> EXERCISE
Would you please copy every line of the material that follows, exactly as it reads?
(SUPPLIED MATERIAL)
//! Day 16: The Floor Will Be Lava

use crate::utils::coordinate::{Coordinate, Direction};
use aoc_solver::{AocParser, ParseError, PartSolver, SolveError};
use aoc_solver_macros::AocSolver;
use rayon::prelude::*;
use tracing::debug;

#[derive(AocSolver)]
#[aoc_solver(max_parts = 2)]
pub struct Solver;

#[derive(Debug)]
pub struct Contraption {
    tiles: Vec<Vec<u8>>,
    rows: usize,
    columns: usize,
}

fn direction_bit(direction: Direction) -> u8 {
    1 << direction as u8
}

impl Contraption {
    fn tile(&self, at: Coordinate) -> u8 {
        self.tiles[at.row as usize][at.column as usize]
    }

    /// Directions a beam leaves `tile` in when entering it heading `heading`.
    fn deflect(tile: u8, heading: Direction) -> ([Direction; 2], usize) {
        use Direction::*;
        match (tile, heading) {
            (b'/', Right) | (b'\\', Left) => ([Up, Up], 1),
            (b'/', Left) | (b'\\', Right) => ([Down, Down], 1),
            (b'/', Up) | (b'\\', Down) => ([Right, Right], 1),
            (b'/', Down) | (b'\\', Up) => ([Left, Left], 1),
            (b'|', Left | Right) => ([Up, Down], 2),
            (b'-', Up | Down) => ([Left, Right], 2),
            _ => ([heading, heading], 1),
        }
    }

    /// Tiles visited by a beam entering at `start` heading `heading`.
    pub fn energized(&self, start: Coordinate, heading: Direction) -> usize {
        let mut seen = vec![vec![0u8; self.columns]; self.rows];
        let mut beams = vec![(start, heading)];

        while let Some((at, heading)) = beams.pop() {
            if !at.in_bounds(self.rows, self.columns) {
                continue;
            }
            let cell = &mut seen[at.row as usize][at.column as usize];
            if *cell & direction_bit(heading) != 0 {
                continue;
            }
            *cell |= direction_bit(heading);

            let (out, count) = Self::deflect(self.tile(at), heading);
            beams.extend(out[..count].iter().map(|&d| (at.step(d), d)));
        }

        seen.iter().flatten().filter(|&&bits| bits != 0).count()
    }

    /// Every edge tile paired with the heading pointing into the grid.
    fn entries(&self) -> Vec<(Coordinate, Direction)> {
        let (rows, columns) = (self.rows as i64, self.columns as i64);
        let mut entries = Vec::with_capacity(2 * (self.rows + self.columns));
        for row in 0..rows {
            entries.push((Coordinate::new(row, 0), Direction::Right));
            entries.push((Coordinate::new(row, columns - 1), Direction::Left));
        }
        for column in 0..columns {
            entries.push((Coordinate::new(0, column), Direction::Down));
            entries.push((Coordinate::new(rows - 1, column), Direction::Up));
        }
        entries
    }
}

impl AocParser for Solver {
    type SharedData<'a> = Contraption;

    fn parse<'a>(input: &'a str) -> Result<Self::SharedData<'a>, ParseError> {
        let tiles: Vec<Vec<u8>> = input
            .lines()
            .filter(|l| !l.trim().is_empty())
            .map(|l| l.trim().as_bytes().to_vec())
            .collect();
        let columns = tiles.first().map_or(0, |r| r.len());
        if columns == 0 {
            return Err(ParseError::MissingData("empty contraption".to_string()));
        }
        for (i, row) in tiles.iter().enumerate() {
            if row.len() != columns {
                return Err(ParseError::at_line(i, "row width differs from the first row"));
            }
            if let Some(&bad) = row.iter().find(|b| !b"./\\|-".contains(b)) {
                return Err(ParseError::at_line(i, format!("unknown tile {:?}", bad as char)));
            }
        }
        Ok(Contraption {
            rows: tiles.len(),
            columns,
            tiles,
        })
    }
}

impl PartSolver<1> for Solver {
    fn solve(shared: &mut Self::SharedData<'_>) -> Result<String, SolveError> {
        Ok(shared
            .energized(Coordinate::new(0, 0), Direction::Right)
            .to_string())
    }
}

impl PartSolver<2> for Solver {
    fn solve(shared: &mut Self::SharedData<'_>) -> Result<String, SolveError> {
        let contraption = &*shared;
        let best = contraption
            .entries()
            .into_par_iter()
            .map(|(start, heading)| contraption.energized(start, heading))
            .max()
            .unwrap_or(0);
        debug!(best, "best entry");
        Ok(best.to_string())
    }
}

#[cfg(test)]
mod tests {
    use super::*;
    use aoc_solver::Solver as _;

    const SAMPLE: &str = r".|...\....
|.-.\.....
.....|-...
........|.
..........
.........\
..../.\\..
.-.-/..|..
.|....-|.\
..//.|....
";

    #[test]
    fn sample() {
        let mut shared = Solver::parse(SAMPLE).unwrap();
        assert_eq!(Solver::solve_part(&mut shared, 1).unwrap(), "46");
        assert_eq!(Solver::solve_part(&mut shared, 2).unwrap(), "51");
    }

    #[test]
    fn best_entry_is_top_row_heading_down() {
        let contraption = Solver::parse(SAMPLE).unwrap();
        assert_eq!(contraption.energized(Coordinate::new(0, 3), Direction::Down), 51);
    }

    #[test]
    fn splitter_sends_both_ways() {
        let contraption = Solver::parse("...\n.|.\n...").unwrap();
        assert_eq!(contraption.energized(Coordinate::new(1, 0), Direction::Right), 4);
    }
}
(End SUPPLIED MATERIAL)
> RESULT
//! Day 16: The Floor Will Be Lava

use crate::utils::coordinate::{Coordinate, Direction};
use aoc_solver::{AocParser, ParseError, PartSolver, SolveError};
use aoc_solver_macros::AocSolver;
use rayon::prelude::*;
use tracing::debug;

#[derive(AocSolver)]
#[aoc_solver(max_parts = 2)]
pub struct Solver;

#[derive(Debug)]
pub struct Contraption {
    tiles: Vec<Vec<u8>>,
    rows: usize,
    columns: usize,
}

fn direction_bit(direction: Direction) -> u8 {
    1 << direction as u8
}

impl Contraption {
    fn tile(&self, at: Coordinate) -> u8 {
        self.tiles[at.row as usize][at.column as usize]
    }

    /// Directions a beam leaves `tile` in when entering it heading `heading`.
    fn deflect(tile: u8, heading: Direction) -> ([Direction; 2], usize) {
        use Direction::*;
        match (tile, heading) {
            (b'/', Right) | (b'\\', Left) => ([Up, Up], 1),
            (b'/', Left) | (b'\\', Right) => ([Down, Down], 1),
            (b'/', Up) | (b'\\', Down) => ([Right, Right], 1),
            (b'/', Down) | (b'\\', Up) => ([Left, Left], 1),
            (b'|', Left | Right) => ([Up, Down], 2),
            (b'-', Up | Down) => ([Left, Right], 2),
            _ => ([heading, heading], 1),
        }
    }

    /// Tiles visited by a beam entering at `start` heading `heading`.
    pub fn energized(&self, start: Coordinate, heading: Direction) -> usize {
        let mut seen = vec![vec![0u8; self.columns]; self.rows];
        let mut beams = vec![(start, heading)];

        while let Some((at, heading)) = beams.pop() {
            if !at.in_bounds(self.rows, self.columns) {
                continue;
            }
            let cell = &mut seen[at.row as usize][at.column as usize];
            if *cell & direction_bit(heading) != 0 {
                continue;
            }
            *cell |= direction_bit(heading);

            let (out, count) = Self::deflect(self.tile(at), heading);
            beams.extend(out[..count].iter().map(|&d| (at.step(d), d)));
        }

        seen.iter().flatten().filter(|&&bits| bits != 0).count()
    }

    /// Every edge tile paired with the heading pointing into the grid.
    fn entries(&self) -> Vec<(Coordinate, Direction)> {
        let (rows, columns) = (self.rows as i64, self.columns as i64);
        let mut entries = Vec::with_capacity(2 * (self.rows + self.columns));
        for row in 0..rows {
            entries.push((Coordinate::new(row, 0), Direction::Right));
            entries.push((Coordinate::new(row, columns - 1), Direction::Left));
        }
        for column in 0..columns {
            entries.push((Coordinate::new(0, column), Direction::Down));
            entries.push((Coordinate::new(rows - 1, column), Direction::Up));
        }
        entries
    }
}

impl AocParser for Solver {
    type SharedData<'a> = Contraption;

    fn parse<'a>(input: &'a str) -> Result<Self::SharedData<'a>, ParseError> {
        let tiles: Vec<Vec<u8>> = input
            .lines()
            .filter(|l| !l.trim().is_empty())
            .map(|l| l.trim().as_bytes().to_vec())
            .collect();
        let columns = tiles.first().map_or(0, |r| r.len());
        if columns == 0 {
            return Err(ParseError::MissingData("empty contraption".to_string()));
        }
        for (i, row) in tiles.iter().enumerate() {
            if row.len() != columns {
                return Err(ParseError::at_line(i, "row width differs from the first row"));
            }
            if let Some(&bad) = row.iter().find(|b| !b"./\\|-".contains(b)) {
                return Err(ParseError::at_line(i, format!("unknown tile {:?}", bad as char)));
            }
        }
        Ok(Contraption {
            rows: tiles.len(),
            columns,
            tiles,
        })
    }
}

impl PartSolver<1> for Solver {
    fn solve(shared: &mut Self::SharedData<'_>) -> Result<String, SolveError> {
        Ok(shared
            .energized(Coordinate::new(0, 0), Direction::Right)
            .to_string())
    }
}

impl PartSolver<2> for Solver {
    fn solve(shared: &mut Self::SharedData<'_>) -> Result<String, SolveError> {
        let contraption = &*shared;
        let best = contraption
            .entries()
            .into_par_iter()
            .map(|(start, heading)| contraption.energized(start, heading))
            .max()
            .unwrap_or(0);
        debug!(best, "best entry");
        Ok(best.to_string())
    }
}

#[cfg(test)]
mod tests {
    use super::*;
    use aoc_solver::Solver as _;

    const SAMPLE: &str = r".|...\....
|.-.\.....
.....|-...
........|.
..........
.........\
..../.\\..
.-.-/..|..
.|....-|.\
..//.|....
";

    #[test]
    fn sample() {
        let mut shared = Solver::parse(SAMPLE).unwrap();
        assert_eq!(Solver::solve_part(&mut shared, 1).unwrap(), "46");
        assert_eq!(Solver::solve_part(&mut shared, 2).unwrap(), "51");
    }

    #[test]
    fn best_entry_is_top_row_heading_down() {
        let contraption = Solver::parse(SAMPLE).unwrap();
        assert_eq!(contraption.energized(Coordinate::new(0, 3), Direction::Down), 51);
    }

    #[test]
    fn splitter_sends_both_ways() {
        let contraption = Solver::parse("...\n.|.\n...").unwrap();
        assert_eq!(contraption.energized(Coordinate::new(1, 0), Direction::Right), 4);
    }
}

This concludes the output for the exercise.